Exercise: The full listing should be set down again without a single alteration.
----
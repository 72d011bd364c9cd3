// src/pool/events.rs
//! Pool events and the broadcast bus that carries them

use chrono::{DateTime, Utc};
use serde::{Deserialize, Serialize};
use tokio::sync::broadcast;
use tracing::trace;

/// What happened
#[derive(Debug, Clone, PartialEq, Serialize, Deserialize)]
#[serde(tag = "type", rename_all = "snake_case")]
pub enum PoolEventKind {
    PoolStarted { workers: usize },
    PoolStopped,
    WorkerSpawned { worker_id: String, slot: usize },
    WorkerTerminated { worker_id: String },
    WorkerFailed { worker_id: Option<String>, error: String },
    TaskQueued { task_id: String, priority: i32 },
    TaskAssigned { task_id: String, worker_id: String },
    TaskCompleted { task_id: String, worker_id: String, duration_ms: u64 },
    TaskFailed { task_id: String, worker_id: String, error: String },
    TaskCancelled { task_id: String },
    PoolScaled { from: usize, to: usize, reason: String },
    PoolError { error: String },
}

/// An event stamped with its pool and time
#[derive(Debug, Clone, PartialEq, Serialize, Deserialize)]
pub struct PoolEvent {
    pub pool_id: String,
    pub timestamp: DateTime<Utc>,
    #[serde(flatten)]
    pub kind: PoolEventKind,
}

impl PoolEvent {
    pub fn new(pool_id: impl Into<String>, kind: PoolEventKind) -> Self {
        Self {
            pool_id: pool_id.into(),
            timestamp: Utc::now(),
            kind,
        }
    }
}

/// Single-producer-side fan-out; slow subscribers lag rather than block
#[derive(Debug, Clone)]
pub struct EventBus<T: Clone> {
    sender: broadcast::Sender<T>,
}

impl<T: Clone> EventBus<T> {
    pub fn new(capacity: usize) -> Self {
        let (sender, _) = broadcast::channel(capacity.max(1));
        Self { sender }
    }

    /// Publish; having no subscribers is fine
    pub fn publish(&self, item: T) {
        if self.sender.send(item).is_err() {
            trace!("No subscribers for published item");
        }
    }

    pub fn subscribe(&self) -> broadcast::Receiver<T> {
        self.sender.subscribe()
    }

    pub fn subscriber_count(&self) -> usize {
        self.sender.receiver_count()
    }
}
----
Solution to the exercise:
repository 72d011bd364c9cd3
// src/pool/events.rs
//! Pool events and the broadcast bus that carries them

use chrono::{DateTime, Utc};
use serde::{Deserialize, Serialize};
use tokio::sync::broadcast;
use tracing::trace;

/// What happened
#[derive(Debug, Clone, PartialEq, Serialize, Deserialize)]
#[serde(tag = "type", rename_all = "snake_case")]
pub enum PoolEventKind {
    PoolStarted { workers: usize },
    PoolStopped,
    WorkerSpawned { worker_id: String, slot: usize },
    WorkerTerminated { worker_id: String },
    WorkerFailed { worker_id: Option<String>, error: String },
    TaskQueued { task_id: String, priority: i32 },
    TaskAssigned { task_id: String, worker_id: String },
    TaskCompleted { task_id: String, worker_id: String, duration_ms: u64 },
    TaskFailed { task_id: String, worker_id: String, error: String },
    TaskCancelled { task_id: String },
    PoolScaled { from: usize, to: usize, reason: String },
    PoolError { error: String },
}

/// An event stamped with its pool and time
#[derive(Debug, Clone, PartialEq, Serialize, Deserialize)]
pub struct PoolEvent {
    pub pool_id: String,
    pub timestamp: DateTime<Utc>,
    #[serde(flatten)]
    pub kind: PoolEventKind,
}

impl PoolEvent {
    pub fn new(pool_id: impl Into<String>, kind: PoolEventKind) -> Self {
        Self {
            pool_id: pool_id.into(),
            timestamp: Utc::now(),
            kind,
        }
    }
}

/// Single-producer-side fan-out; slow subscribers lag rather than block
#[derive(Debug, Clone)]
pub struct EventBus<T: Clone> {
    sender: broadcast::Sender<T>,
}

impl<T: Clone> EventBus<T> {
    pub fn new(capacity: usize) -> Self {
        let (sender, _) = broadcast::channel(capacity.max(1));
        Self { sender }
    }

    /// Publish; having no subscribers is fine
    pub fn publish(&self, item: T) {
        if self.sender.send(item).is_err() {
            trace!("No subscribers for published item");
        }
    }

    pub fn subscribe(&self) -> broadcast::Receiver<T> {
        self.sender.subscribe()
    }

    pub fn subscriber_count(&self) -> usize {
        self.sender.receiver_count()
    }
}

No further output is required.